Ну зашибись отец придумал! Вот уж последнее, чего мне в этой жизни хочется, так это иметь Ваську главным над собой… Вслух я, конечно, возражать отцу не стал, а что про себя подумал, объяснять не надо, и так понятно. Еще бы решить, что надежнее будет — обойти Ваську, пока отец жив, или сцепиться с ним уже потом. И ведь есть еще старший брат отца, Андрей Васильевич… Ему, правда, Бог сына дал только одного при пяти дочках, и этот мой двоюродный братец Сашка младше меня. А наследование строго от отца к сыну тут только в царском роду да в княжеских, у бояр по номинальному старшинству. То есть, дяде как раз отец и наследует, а отцу Васька. Так что если Ваську спихну, к старшинству над всеми Левскими куда как ближе стану. Тут еще и о Волковых не забыть бы. Они, конечно, никаким боком к наследству Левских не причастны, но вот только не надо мне говорить, что боярин Волков совсем не может влиять на свою сестру. В общем, цель у меня есть, цель более чем достойная, но и, мягко говоря, непростая. Думать надо, хорошо думать, как этого достичь… Да мне вообще много чего надо — испытания завершить, в родственных раскладах разобраться, да еще и с покушениями на себя, любимого, вопрос решить. Где я на это на все время возьму?! А тут, понимаешь, еще и в Германию… Васька опять же, чтоб его, пока меня не будет, может и Митьку перетащить под себя. Нет, что-то мне эта Германия ни в какое место не упирается. Только вот отцу тут ничего не растолкуешь. Надо как-то самому выкручиваться. Вот же не было печали!..

Но что бы я там себе ни думал, жизнь продолжала идти своим чередом, и пока я на ее течение влиять не мог. Мне еще надо было закончить с выпускными испытаниями, на этот раз по гимнастике.

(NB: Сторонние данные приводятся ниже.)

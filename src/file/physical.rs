//! Memory-mapped program images.
//!
//! The file is mapped read-only; the loader walks the mapping once, so nothing is copied
//! before validation.

use super::Backend;
use crate::{
    Error::{Error, FileError, ProgramTooShort},
    Result,
};

use memmap2::Mmap;
use std::{fs, path::Path};

/// A program image on disk, accessed through a read-only mapping.
#[derive(Debug)]
pub struct Physical {
    data: Mmap,
}

impl Physical {
    /// Map the file at `path`.
    ///
    /// # Errors
    /// Returns [`crate::Error::FileError`] if the file cannot be opened,
    /// [`crate::Error::ProgramTooShort`] for a zero-length file (which cannot be mapped) or
    /// [`crate::Error::Error`] if mapping fails.
    pub fn new(path: impl AsRef<Path>) -> Result<Physical> {
        let file = fs::File::open(path).map_err(FileError)?;
        if file.metadata()?.len() == 0 {
            return Err(ProgramTooShort { length: 0 });
        }

        // SAFETY: the mapping is read-only and lives as long as `Physical`; images are not
        // expected to be modified while they are being disassembled.
        let data = unsafe { Mmap::map(&file) }.map_err(|error| Error(error.to_string()))?;

        Ok(Physical { data })
    }
}

impl Backend for Physical {
    fn data(&self) -> &[u8] {
        &self.data
    }
}

#[cfg(test)]
mod tests {
    use std::io::Write;

    use super::*;

    #[test]
    fn test_physical() {
        let mut file = tempfile::NamedTempFile::new().unwrap();
        file.write_all(b"ba&`@]").unwrap();
        file.flush().unwrap();

        let physical = Physical::new(file.path()).unwrap();

        assert_eq!(physical.len(), 6);
        assert_eq!(physical.data(), b"ba&`@]");
    }

    #[test]
    fn test_physical_empty_file() {
        let file = tempfile::NamedTempFile::new().unwrap();

        assert!(matches!(
            Physical::new(file.path()),
            Err(ProgramTooShort { length: 0 })
        ));
    }

    #[test]
    fn test_physical_missing_file() {
        let dir = tempfile::tempdir().unwrap();

        assert!(matches!(
            Physical::new(dir.path().join("nothing.mb")),
            Err(FileError(_))
        ));
    }
}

В первый день этих испытаний я пробежал дистанцию в полсотни саженей (примерно стометровка из прошлой жизни, на мой взгляд, даже чуть побольше[5]) за четырнадцать с половиной секунд, десять раз подтянулся на турнике и за минуту тридцать восемь раз поднял туловище из положения лежа на спине с руками за головой. Умотался, не без того, но на второй день пришлось бежать три версты,[6] на что у меня ушло пятнадцать минут, а после не шибко продолжительного отдыха рывком поднимать пудовую[7] гирю, что я смог проделать аж семнадцать раз подряд. По итогам всех этих упражнений Легран определил мое телесное развитие как очень хорошее, но если кто подумал, что издевательства над юным организмом на том и закончились, то напрасно. На третий день я полтора часа размахивал шпагой, а затем еще столько же времени саблей, чтобы получить отдельную бумагу, удостоверявшую получение мною начальных навыков шпажного и сабельного боя по-пешему и, соответственно, пригодность к «обучению бою белым оружием у мастеров, коим проводить таковое обучение власти дозволяют». Кулачные бои в гимназическую программу не входили, Евгений Леопольдович занимался с нами упорядоченным мордобоем в порядке частной инициативы, но право выдавать гимназистам бумагу о прохождении обучения кулачному бою каким-то образом получил, поэтому и таковой бумагой я обзавелся, причем успехи мои в указанном обучении оценивались в ней как отличные. Ясное дело, Мишка Селиванов, получивший такую же оценку, предложил мне выяснить, чье «отлично» имеет больший вес, но это было именно предложение, а не вызов, так что я с благодарностью отказался, признав при свидетелях, что на кулаках он все равно лучший. Да, вот так грубо и безжалостно оставил народ без зрелища (как я понимаю, еще и со ставками обломал), но, как говорится, целее буду.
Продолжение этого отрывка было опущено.